Monsoon enters lull phase; Pacific typhoon may revive it from weekend bl-premium-article-image

Vinson Kurian Updated - January 24, 2018 at 03:24 AM.

weather

The monsoon has entered a subdued phase and is likely to lie low for the first 15 days in July except along the foothills of Himalayas and parts of east India.

The India Met Department said that the monsoon was vigorous (marked by heavy rain) over east Uttar Pradesh, east Madhya Pradesh and Arunachal Pradesh during the 24 hours ending on Monday morning.

The Met has already predicted that July is likely to deliver below normal rainfall (at 92 per cent of long-period average) this year.

Weather systems
The two main rain-driving systems are a low-pressure area (erstwhile deep depression from the Arabian Sea) over east Uttar Pradesh and a truncated offshore trough from Maharashtra to Kerala.

The ‘low’ will continue to loiter in the region for a couple of days and then weaken and merge with the land-based monsoon trough extending from north-west to south-east (northwest India to Bay of Bengal). But indications are that a fresh low-pressure area may form over the head end of the Bay of Bengal (northernmost part of the Bay) by the weekend.

This would happen as the monsoon flows get energised from ‘pull’ exerted by a projected typhoon in the west Pacific, southeast of Philippines and heading towards east China according to initial assessments.

The revived flows are expected to touch off activity in the Arabian Sea, peninsular India and the Bay of Bengal from Friday/Saturday.

US models predict that the initial west-northwest movement of the typhoon would trigger the formation of a ‘low’ in South China Sea that lies next to the east.

Fresh bay ‘low’ The Pacific and South China Sea teaming up in this manner has sent its own ‘pulse’ into the Bay of Bengal which is the next big sea body that is located further east in a straight line.

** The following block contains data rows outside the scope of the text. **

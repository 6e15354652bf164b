//! In-process shortcut registry.
//!
//! [`ShortcutManager`] owns the named shortcuts of an application and is the
//! default [`ShortcutGateway`] handed to the main menu.
//!
//! # Example
//!
//! ```
//! use std::sync::Arc;
//! use std::sync::atomic::{AtomicBool, Ordering};
//! use horizon_shell::shortcut::ShortcutManager;
//! use horizon_shell_core::ShortcutGateway;
//!
//! let manager = ShortcutManager::new();
//! let save = manager.register_str("Save", "Ctrl+S").unwrap();
//!
//! let saved = Arc::new(AtomicBool::new(false));
//! let flag = saved.clone();
//! manager.bind("Save", move || flag.store(true, Ordering::SeqCst)).unwrap();
//!
//! manager.execute(&save);
//! assert!(saved.load(Ordering::SeqCst));
//! ```

use std::sync::Arc;

use horizon_shell_core::logging::targets;
use horizon_shell_core::{KeySequence, MenuError, Result, Shortcut, ShortcutGateway, ShortcutRef};
use parking_lot::RwLock;
use static_assertions::assert_impl_all;

use crate::config::ShellConfig;

/// Registry of named shortcuts.
///
/// Names are unique. Registering an existing name replaces the entry in place;
/// menu entries built earlier keep the shortcut they captured, so rebinding
/// should go through [`bind`](Self::bind) rather than re-registration.
#[derive(Debug, Default)]
pub struct ShortcutManager {
    shortcuts: RwLock<Vec<ShortcutRef>>,
}

impl ShortcutManager {
    /// Create an empty manager.
    pub fn new() -> Self {
        Self::default()
    }

    /// Create a manager holding every key binding in `config`.
    pub fn from_config(config: &ShellConfig) -> Result<Self> {
        let manager = Self::new();
        for (name, keys) in &config.shortcuts {
            manager.register_str(name, keys)?;
        }
        Ok(manager)
    }

    /// Register a shortcut, replacing any existing one with the same name.
    pub fn register(&self, name: impl Into<String>, key_sequence: Option<KeySequence>) -> ShortcutRef {
        let shortcut = Arc::new(Shortcut::new(name, key_sequence));
        let mut shortcuts = self.shortcuts.write();

        match shortcuts.iter_mut().find(|s| s.name() == shortcut.name()) {
            Some(slot) => {
                tracing::debug!(target: targets::SHORTCUT, name = shortcut.name(), "replacing shortcut");
                *slot = shortcut.clone();
            }
            None => {
                tracing::debug!(target: targets::SHORTCUT, name = shortcut.name(), "registering shortcut");
                shortcuts.push(shortcut.clone());
            }
        }

        shortcut
    }

    /// Register a shortcut from a key sequence string such as `"Ctrl+S"`.
    pub fn register_str(&self, name: impl Into<String>, keys: &str) -> Result<ShortcutRef> {
        let sequence = keys.parse::<KeySequence>()?;
        Ok(self.register(name, Some(sequence)))
    }

    /// Remove a shortcut by name.
    pub fn unregister(&self, name: &str) -> Option<ShortcutRef> {
        let mut shortcuts = self.shortcuts.write();
        let index = shortcuts.iter().position(|s| s.name() == name)?;
        Some(shortcuts.remove(index))
    }

    /// Set the command run when the named shortcut is executed.
    pub fn bind<F>(&self, name: &str, handler: F) -> Result<ShortcutRef>
    where
        F: Fn() + Send + Sync + 'static,
    {
        let shortcut = self
            .get_by_name(name)
            .ok_or_else(|| MenuError::unknown_shortcut(name))?;
        shortcut.set_handler(Some(Arc::new(handler)));
        Ok(shortcut)
    }

    /// Clear the command bound to the named shortcut.
    pub fn unbind(&self, name: &str) -> Result<()> {
        let shortcut = self
            .get_by_name(name)
            .ok_or_else(|| MenuError::unknown_shortcut(name))?;
        shortcut.set_handler(None);
        Ok(())
    }

    /// Find the enabled shortcut assigned exactly to `sequence`.
    pub fn shortcut_for(&self, sequence: &KeySequence) -> Option<ShortcutRef> {
        self.shortcuts
            .read()
            .iter()
            .find(|s| s.is_enabled() && s.key_sequence().as_ref() == Some(sequence))
            .cloned()
    }

    /// Find every shortcut whose key sequence equals `sequence` or is a
    /// chord prefix of it (or the other way round).
    pub fn find_conflicts(&self, sequence: &KeySequence) -> Vec<ShortcutRef> {
        self.shortcuts
            .read()
            .iter()
            .filter(|s| s.key_sequence().is_some_and(|other| other.overlaps(sequence)))
            .cloned()
            .collect()
    }

    /// Snapshot of all registered shortcuts, in registration order.
    pub fn shortcuts(&self) -> Vec<ShortcutRef> {
        self.shortcuts.read().clone()
    }

    /// Number of registered shortcuts.
    pub fn len(&self) -> usize {
        self.shortcuts.read().len()
    }

    /// Check if no shortcut is registered.
    pub fn is_empty(&self) -> bool {
        self.shortcuts.read().is_empty()
    }
}

impl ShortcutGateway for ShortcutManager {
    fn get_by_name(&self, name: &str) -> Option<ShortcutRef> {
        self.shortcuts
            .read()
            .iter()
            .find(|s| s.name() == name)
            .cloned()
    }

    fn execute(&self, shortcut: &ShortcutRef) {
        if shortcut.activate() {
            tracing::trace!(target: targets::SHORTCUT, name = shortcut.name(), "shortcut executed");
        } else {
            tracing::debug!(
                target: targets::SHORTCUT,
                name = shortcut.name(),
                enabled = shortcut.is_enabled(),
                "shortcut has nothing to run"
            );
        }
    }
}

assert_impl_all!(ShortcutManager: Send, Sync);

#[cfg(test)]
mod tests {
    use super::*;
    use horizon_shell_core::Key;
    use std::sync::atomic::{AtomicUsize, Ordering};

    fn counter() -> (Arc<AtomicUsize>, impl Fn() + Send + Sync + 'static) {
        let hits = Arc::new(AtomicUsize::new(0));
        let inner = hits.clone();
        (hits, move || {
            inner.fetch_add(1, Ordering::SeqCst);
        })
    }

    #[test]
    fn test_register_and_lookup() {
        let manager = ShortcutManager::new();
        let save = manager.register_str("Save", "Ctrl+S").unwrap();

        let found = manager.get_by_name("Save").unwrap();
        assert!(Arc::ptr_eq(&found, &save));
        assert!(manager.get_by_name("Open").is_none());
        assert_eq!(manager.len(), 1);
    }

    #[test]
    fn test_register_invalid_keys() {
        let manager = ShortcutManager::new();
        let err = manager.register_str("Save", "Ctrl+Hyper").unwrap_err();
        assert!(matches!(err, MenuError::KeySequence(_)));
        assert!(manager.is_empty());
    }

    #[test]
    fn test_reregistration_does_not_touch_captured_reference() {
        let manager = ShortcutManager::new();
        let original = manager.register_str("Close", "Ctrl+W").unwrap();
        let (old_hits, old_handler) = counter();
        manager.bind("Close", old_handler).unwrap();

        let replacement = manager.register_str("Close", "Ctrl+F4").unwrap();
        let (new_hits, new_handler) = counter();
        manager.bind("Close", new_handler).unwrap();

        assert_eq!(manager.len(), 1);
        assert!(!Arc::ptr_eq(&original, &replacement));

        // A node built before re-registration still holds `original`.
        manager.execute(&original);
        assert_eq!(old_hits.load(Ordering::SeqCst), 1);
        assert_eq!(new_hits.load(Ordering::SeqCst), 0);
    }

    #[test]
    fn test_rebinding_is_visible_through_existing_reference() {
        let manager = ShortcutManager::new();
        let reload = manager.register_str("Reload", "Ctrl+R").unwrap();

        let (first, first_handler) = counter();
        manager.bind("Reload", first_handler).unwrap();
        let (second, second_handler) = counter();
        manager.bind("Reload", second_handler).unwrap();

        manager.execute(&reload);
        assert_eq!(first.load(Ordering::SeqCst), 0);
        assert_eq!(second.load(Ordering::SeqCst), 1);
    }

    #[test]
    fn test_execute_disabled_or_unbound() {
        let manager = ShortcutManager::new();
        let output = manager.register_str("Output", "Ctrl+Shift+O").unwrap();
        manager.execute(&output);

        let (hits, handler) = counter();
        manager.bind("Output", handler).unwrap();
        output.set_enabled(false);
        manager.execute(&output);
        assert_eq!(hits.load(Ordering::SeqCst), 0);

        manager.unbind("Output").unwrap();
        assert!(!output.is_bound());
    }

    #[test]
    fn test_bind_unknown() {
        let manager = ShortcutManager::new();
        let err = manager.bind("Nope", || {}).unwrap_err();
        assert!(matches!(err, MenuError::UnknownShortcut(ref name) if name == "Nope"));
        assert!(manager.unbind("Nope").is_err());
    }

    #[test]
    fn test_shortcut_for_and_conflicts() {
        let manager = ShortcutManager::new();
        manager.register_str("Save", "Ctrl+S").unwrap();
        manager.register_str("Comment", "Ctrl+K, Ctrl+C").unwrap();
        manager.register_str("Uncomment", "Ctrl+K, Ctrl+U").unwrap();
        manager.register("Zoom In", None);

        let save = manager.shortcut_for(&KeySequence::ctrl(Key::S)).unwrap();
        assert_eq!(save.name(), "Save");
        assert!(manager.shortcut_for(&KeySequence::ctrl(Key::K)).is_none());

        let conflicts = manager.find_conflicts(&KeySequence::ctrl(Key::K));
        let names: Vec<_> = conflicts.iter().map(|s| s.name().to_string()).collect();
        assert_eq!(names, ["Comment", "Uncomment"]);
    }

    #[test]
    fn test_unregister() {
        let manager = ShortcutManager::new();
        manager.register_str("Save", "Ctrl+S").unwrap();
        assert!(manager.unregister("Save").is_some());
        assert!(manager.unregister("Save").is_none());
        assert!(manager.is_empty());
    }

    #[test]
    fn test_from_config() {
        let config = ShellConfig::default();
        let manager = ShortcutManager::from_config(&config).unwrap();
        assert_eq!(manager.len(), config.shortcuts.len());
        assert_eq!(
            manager.get_by_name("Settings").unwrap().key_sequence(),
            Some(KeySequence::ctrl(Key::Comma))
        );

        let bad = ShellConfig::default().with_shortcut("Save", "Ctrl+Hyper");
        assert!(ShortcutManager::from_config(&bad).is_err());
    }
}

No wonder models point to the ‘sweet spot’ in the head Bay where they expect a fresh ‘low’ to materialise. It would most possibly take the path along foothills and keep the monsoon in full flow in that region only.

This promises another round of heavy to very rainfall and suspected landslides in northeast and east India from the weekend.

Meanwhile, the offshore trough has been delivering good rainfall over Kerala and adjoining region in the south peninsula over the past couple of days.

It is now a feeble formation and will cause rainfall over isolated places over Kerala and coastal Karnataka during the next couple of days.